How to complete this task: Filter out all lines without the word "else" from the data below, please, and copy the rest.

Stored items
================================
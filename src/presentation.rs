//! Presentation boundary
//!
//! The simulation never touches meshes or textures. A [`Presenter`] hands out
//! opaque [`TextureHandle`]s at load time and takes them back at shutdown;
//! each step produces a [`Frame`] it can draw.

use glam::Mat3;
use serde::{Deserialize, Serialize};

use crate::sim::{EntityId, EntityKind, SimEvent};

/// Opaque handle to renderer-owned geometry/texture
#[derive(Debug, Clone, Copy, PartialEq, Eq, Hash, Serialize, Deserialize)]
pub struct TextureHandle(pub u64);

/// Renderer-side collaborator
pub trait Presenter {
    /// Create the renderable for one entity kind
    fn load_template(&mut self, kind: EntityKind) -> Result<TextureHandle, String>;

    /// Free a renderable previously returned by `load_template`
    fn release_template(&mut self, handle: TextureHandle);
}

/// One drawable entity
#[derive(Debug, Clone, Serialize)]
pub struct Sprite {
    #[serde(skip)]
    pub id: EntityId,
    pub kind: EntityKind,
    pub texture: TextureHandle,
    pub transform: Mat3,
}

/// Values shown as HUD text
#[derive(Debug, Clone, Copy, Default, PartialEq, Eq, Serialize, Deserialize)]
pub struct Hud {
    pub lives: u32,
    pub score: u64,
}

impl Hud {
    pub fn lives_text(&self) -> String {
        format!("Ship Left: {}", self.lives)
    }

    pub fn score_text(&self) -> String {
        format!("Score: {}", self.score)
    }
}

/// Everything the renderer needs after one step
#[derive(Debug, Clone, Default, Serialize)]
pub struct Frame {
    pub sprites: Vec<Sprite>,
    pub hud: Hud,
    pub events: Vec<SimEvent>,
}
================================
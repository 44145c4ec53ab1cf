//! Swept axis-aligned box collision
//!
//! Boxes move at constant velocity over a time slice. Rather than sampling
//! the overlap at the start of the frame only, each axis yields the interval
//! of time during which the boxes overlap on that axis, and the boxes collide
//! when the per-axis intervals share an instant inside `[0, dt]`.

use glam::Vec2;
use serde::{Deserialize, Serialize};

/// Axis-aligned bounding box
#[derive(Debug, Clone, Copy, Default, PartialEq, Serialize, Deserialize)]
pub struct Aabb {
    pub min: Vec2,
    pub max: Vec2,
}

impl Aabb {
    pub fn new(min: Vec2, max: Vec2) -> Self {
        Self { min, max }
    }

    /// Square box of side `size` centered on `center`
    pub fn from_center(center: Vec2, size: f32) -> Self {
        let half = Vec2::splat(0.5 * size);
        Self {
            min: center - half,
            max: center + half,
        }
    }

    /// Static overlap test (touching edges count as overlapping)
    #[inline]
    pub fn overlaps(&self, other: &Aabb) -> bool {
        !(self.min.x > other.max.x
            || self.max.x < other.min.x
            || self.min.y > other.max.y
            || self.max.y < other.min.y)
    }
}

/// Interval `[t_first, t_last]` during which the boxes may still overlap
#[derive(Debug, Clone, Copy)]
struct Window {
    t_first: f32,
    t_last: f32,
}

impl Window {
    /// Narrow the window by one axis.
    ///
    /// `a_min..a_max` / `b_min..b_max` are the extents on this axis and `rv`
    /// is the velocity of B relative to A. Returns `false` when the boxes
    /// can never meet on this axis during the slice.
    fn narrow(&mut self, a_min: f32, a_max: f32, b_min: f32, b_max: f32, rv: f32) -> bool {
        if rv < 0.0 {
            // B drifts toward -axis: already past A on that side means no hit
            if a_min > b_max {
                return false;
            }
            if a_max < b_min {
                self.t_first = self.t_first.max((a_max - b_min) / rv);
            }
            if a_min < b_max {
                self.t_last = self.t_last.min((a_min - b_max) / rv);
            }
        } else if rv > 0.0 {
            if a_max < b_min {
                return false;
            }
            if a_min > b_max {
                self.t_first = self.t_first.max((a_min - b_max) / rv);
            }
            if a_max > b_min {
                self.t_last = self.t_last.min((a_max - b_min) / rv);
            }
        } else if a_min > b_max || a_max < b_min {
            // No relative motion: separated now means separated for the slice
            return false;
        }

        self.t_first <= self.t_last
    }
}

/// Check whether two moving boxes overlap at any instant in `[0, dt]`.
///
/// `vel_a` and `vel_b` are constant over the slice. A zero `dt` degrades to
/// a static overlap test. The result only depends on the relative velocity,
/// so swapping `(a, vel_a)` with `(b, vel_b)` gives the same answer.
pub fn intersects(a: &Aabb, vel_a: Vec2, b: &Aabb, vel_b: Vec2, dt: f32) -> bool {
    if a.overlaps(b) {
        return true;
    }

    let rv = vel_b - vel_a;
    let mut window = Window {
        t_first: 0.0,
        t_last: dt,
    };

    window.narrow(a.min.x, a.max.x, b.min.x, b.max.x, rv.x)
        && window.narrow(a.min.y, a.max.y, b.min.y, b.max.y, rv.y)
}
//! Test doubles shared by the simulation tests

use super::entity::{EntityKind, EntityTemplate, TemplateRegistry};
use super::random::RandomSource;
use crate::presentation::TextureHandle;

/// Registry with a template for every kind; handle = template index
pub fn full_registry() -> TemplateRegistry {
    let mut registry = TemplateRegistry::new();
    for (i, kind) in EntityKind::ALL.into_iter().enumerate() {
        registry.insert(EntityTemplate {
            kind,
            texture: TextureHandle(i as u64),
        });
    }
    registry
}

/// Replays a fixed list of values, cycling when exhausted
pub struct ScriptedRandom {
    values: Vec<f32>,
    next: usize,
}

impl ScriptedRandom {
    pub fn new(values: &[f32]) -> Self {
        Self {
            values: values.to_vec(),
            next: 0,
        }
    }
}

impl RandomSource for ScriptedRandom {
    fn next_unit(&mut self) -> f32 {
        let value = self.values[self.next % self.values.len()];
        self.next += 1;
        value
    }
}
================================
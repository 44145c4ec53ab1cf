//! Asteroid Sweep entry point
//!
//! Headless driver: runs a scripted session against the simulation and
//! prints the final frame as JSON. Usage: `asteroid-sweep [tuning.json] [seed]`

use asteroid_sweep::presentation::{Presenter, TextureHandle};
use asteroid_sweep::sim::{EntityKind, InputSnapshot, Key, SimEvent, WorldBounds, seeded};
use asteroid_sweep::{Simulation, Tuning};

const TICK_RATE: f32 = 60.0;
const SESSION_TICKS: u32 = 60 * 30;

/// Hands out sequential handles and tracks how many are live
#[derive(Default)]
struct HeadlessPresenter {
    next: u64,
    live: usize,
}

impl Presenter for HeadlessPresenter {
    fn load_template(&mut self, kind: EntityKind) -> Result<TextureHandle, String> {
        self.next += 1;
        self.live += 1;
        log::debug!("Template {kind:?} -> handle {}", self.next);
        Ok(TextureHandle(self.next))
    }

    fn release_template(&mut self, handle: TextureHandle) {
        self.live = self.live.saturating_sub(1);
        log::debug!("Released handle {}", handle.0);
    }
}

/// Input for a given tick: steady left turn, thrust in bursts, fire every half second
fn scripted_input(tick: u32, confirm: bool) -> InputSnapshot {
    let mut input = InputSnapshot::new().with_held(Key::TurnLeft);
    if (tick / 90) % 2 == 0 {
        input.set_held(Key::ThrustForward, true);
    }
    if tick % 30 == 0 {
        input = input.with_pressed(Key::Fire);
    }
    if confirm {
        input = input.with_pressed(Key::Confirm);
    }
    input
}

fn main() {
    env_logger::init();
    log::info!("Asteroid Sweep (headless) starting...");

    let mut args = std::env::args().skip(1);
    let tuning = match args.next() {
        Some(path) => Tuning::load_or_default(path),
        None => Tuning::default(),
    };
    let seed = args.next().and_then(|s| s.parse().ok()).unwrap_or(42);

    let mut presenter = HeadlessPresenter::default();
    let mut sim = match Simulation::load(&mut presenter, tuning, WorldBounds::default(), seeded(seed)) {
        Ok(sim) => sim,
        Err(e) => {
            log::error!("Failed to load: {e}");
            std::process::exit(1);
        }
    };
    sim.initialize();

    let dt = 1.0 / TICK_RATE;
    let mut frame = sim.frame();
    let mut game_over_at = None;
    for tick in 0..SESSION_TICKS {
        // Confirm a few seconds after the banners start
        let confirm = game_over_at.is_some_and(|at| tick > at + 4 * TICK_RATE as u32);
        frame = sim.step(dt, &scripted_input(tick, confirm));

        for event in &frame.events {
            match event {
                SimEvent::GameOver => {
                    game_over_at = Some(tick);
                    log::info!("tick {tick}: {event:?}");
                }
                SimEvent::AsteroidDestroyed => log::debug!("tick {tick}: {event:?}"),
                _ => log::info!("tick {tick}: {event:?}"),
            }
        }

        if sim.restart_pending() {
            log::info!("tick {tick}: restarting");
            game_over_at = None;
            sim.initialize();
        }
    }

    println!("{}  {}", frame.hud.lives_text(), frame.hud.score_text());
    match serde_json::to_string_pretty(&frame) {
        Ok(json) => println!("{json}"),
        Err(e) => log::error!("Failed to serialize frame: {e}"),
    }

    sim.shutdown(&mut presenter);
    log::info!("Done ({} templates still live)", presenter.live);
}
================================
The answer:
        } else if rv > 0.0 {
        } else if a_min > b_max || a_max < b_min {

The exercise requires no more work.